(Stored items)
//! Utility functions for CLI commands

use is_terminal::IsTerminal;
use serde::de::DeserializeOwned;
use std::fs;
use std::io::{self, Read};

use crate::FinderConfig;

/// Get input text from positional args, or stdin when it is piped
pub fn get_input_text(positional: &[String]) -> Result<String, String> {
    if !positional.is_empty() {
        return Ok(positional.join(" "));
    }

    if !io::stdin().is_terminal() {
        let mut buf = String::new();
        io::stdin()
            .read_to_string(&mut buf)
            .map_err(|e| format_error("read stdin", &e.to_string()))?;
        if !buf.trim().is_empty() {
            return Ok(buf.trim_end().to_string());
        }
    }

    Err("No input text provided. Pass TEXT or pipe via stdin".to_string())
}

/// Read a file with consistent error handling
pub fn read_input_file(path: &str) -> Result<String, String> {
    fs::read_to_string(path).map_err(|e| format_error("read file", &format!("{}: {}", path, e)))
}

/// Read and parse a JSON file
pub fn read_json_file<T: DeserializeOwned>(path: &str) -> Result<T, String> {
    let content = read_input_file(path)?;
    serde_json::from_str(&content)
        .map_err(|e| format_error("parse JSON", &format!("{}: {}", path, e)))
}

/// Load a TOML config, or the defaults when no path is given
pub fn load_config(path: Option<&str>) -> Result<FinderConfig, String> {
    match path {
        Some(path) => {
            let content = read_input_file(path)?;
            toml::from_str(&content)
                .map_err(|e| format_error("parse config", &format!("{}: {}", path, e)))
        }
        None => Ok(FinderConfig::default()),
    }
}

/// Default log filter for a `-v` count
pub fn log_level(verbose: u8) -> &'static str {
    match verbose {
        0 => "warn",
        1 => "debug",
        _ => "trace",
    }
}

/// Format error message consistently
pub fn format_error(operation: &str, details: &str) -> String {
    format!("Failed to {}: {}", operation, details)
}

#[cfg(test)]
mod tests {
    use super::*;
    use crate::{RegexAnchor, StoplistSize};
    use std::io::Write;

    #[test]
    fn test_positional_joined() {
        let args = vec!["a".to_string(), "Focus".to_string()];
        assert_eq!(get_input_text(&args).unwrap(), "a Focus");
    }

    #[test]
    fn test_load_config() {
        let mut file = tempfile::NamedTempFile::new().unwrap();
        writeln!(file, "regex_anchor = \"start\"\n[tokenize]\nstoplist = \"large\"").unwrap();
        let config = load_config(file.path().to_str()).unwrap();
        assert_eq!(config.regex_anchor, RegexAnchor::Start);
        assert_eq!(config.tokenize.stoplist, StoplistSize::Large);
        assert_eq!(load_config(None).unwrap(), FinderConfig::default());
    }

    #[test]
    fn test_load_config_errors() {
        let mut file = tempfile::NamedTempFile::new().unwrap();
        writeln!(file, "regex_anchor = \"middle\"").unwrap();
        let err = load_config(file.path().to_str()).unwrap_err();
        assert!(err.starts_with("Failed to parse config"));
        assert!(load_config(Some("/nonexistent/lexner.toml"))
            .unwrap_err()
            .starts_with("Failed to read file"));
    }

    #[test]
    fn test_log_level() {
        assert_eq!(log_level(0), "warn");
        assert_eq!(log_level(1), "debug");
        assert_eq!(log_level(5), "trace");
    }
}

Work task = For this exercise, output all the data exactly as shown above.

Solution for this exercise =
//! Utility functions for CLI commands

use is_terminal::IsTerminal;
use serde::de::DeserializeOwned;
use std::fs;
use std::io::{self, Read};

use crate::FinderConfig;

/// Get input text from positional args, or stdin when it is piped
pub fn get_input_text(positional: &[String]) -> Result<String, String> {
    if !positional.is_empty() {
        return Ok(positional.join(" "));
    }

    if !io::stdin().is_terminal() {
        let mut buf = String::new();
        io::stdin()
            .read_to_string(&mut buf)
            .map_err(|e| format_error("read stdin", &e.to_string()))?;
        if !buf.trim().is_empty() {
            return Ok(buf.trim_end().to_string());
        }
    }

    Err("No input text provided. Pass TEXT or pipe via stdin".to_string())
}

/// Read a file with consistent error handling
pub fn read_input_file(path: &str) -> Result<String, String> {
    fs::read_to_string(path).map_err(|e| format_error("read file", &format!("{}: {}", path, e)))
}

/// Read and parse a JSON file
pub fn read_json_file<T: DeserializeOwned>(path: &str) -> Result<T, String> {
    let content = read_input_file(path)?;
    serde_json::from_str(&content)
        .map_err(|e| format_error("parse JSON", &format!("{}: {}", path, e)))
}

/// Load a TOML config, or the defaults when no path is given
pub fn load_config(path: Option<&str>) -> Result<FinderConfig, String> {
    match path {
        Some(path) => {
            let content = read_input_file(path)?;
            toml::from_str(&content)
                .map_err(|e| format_error("parse config", &format!("{}: {}", path, e)))
        }
        None => Ok(FinderConfig::default()),
    }
}

/// Default log filter for a `-v` count
pub fn log_level(verbose: u8) -> &'static str {
    match verbose {
        0 => "warn",
        1 => "debug",
        _ => "trace",
    }
}

/// Format error message consistently
pub fn format_error(operation: &str, details: &str) -> String {
    format!("Failed to {}: {}", operation, details)
}

#[cfg(test)]
mod tests {
    use super::*;
    use crate::{RegexAnchor, StoplistSize};
    use std::io::Write;

    #[test]
    fn test_positional_joined() {
        let args = vec!["a".to_string(), "Focus".to_string()];
        assert_eq!(get_input_text(&args).unwrap(), "a Focus");
    }

    #[test]
    fn test_load_config() {
        let mut file = tempfile::NamedTempFile::new().unwrap();
        writeln!(file, "regex_anchor = \"start\"\n[tokenize]\nstoplist = \"large\"").unwrap();
        let config = load_config(file.path().to_str()).unwrap();
        assert_eq!(config.regex_anchor, RegexAnchor::Start);
        assert_eq!(config.tokenize.stoplist, StoplistSize::Large);
        assert_eq!(load_config(None).unwrap(), FinderConfig::default());
    }

    #[test]
    fn test_load_config_errors() {
        let mut file = tempfile::NamedTempFile::new().unwrap();
        writeln!(file, "regex_anchor = \"middle\"").unwrap();
        let err = load_config(file.path().to_str()).unwrap_err();
        assert!(err.starts_with("Failed to parse config"));
        assert!(load_config(Some("/nonexistent/lexner.toml"))
            .unwrap_err()
            .starts_with("Failed to read file"));
    }

    #[test]
    fn test_log_level() {
        assert_eq!(log_level(0), "warn");
        assert_eq!(log_level(1), "debug");
        assert_eq!(log_level(5), "trace");
    }
}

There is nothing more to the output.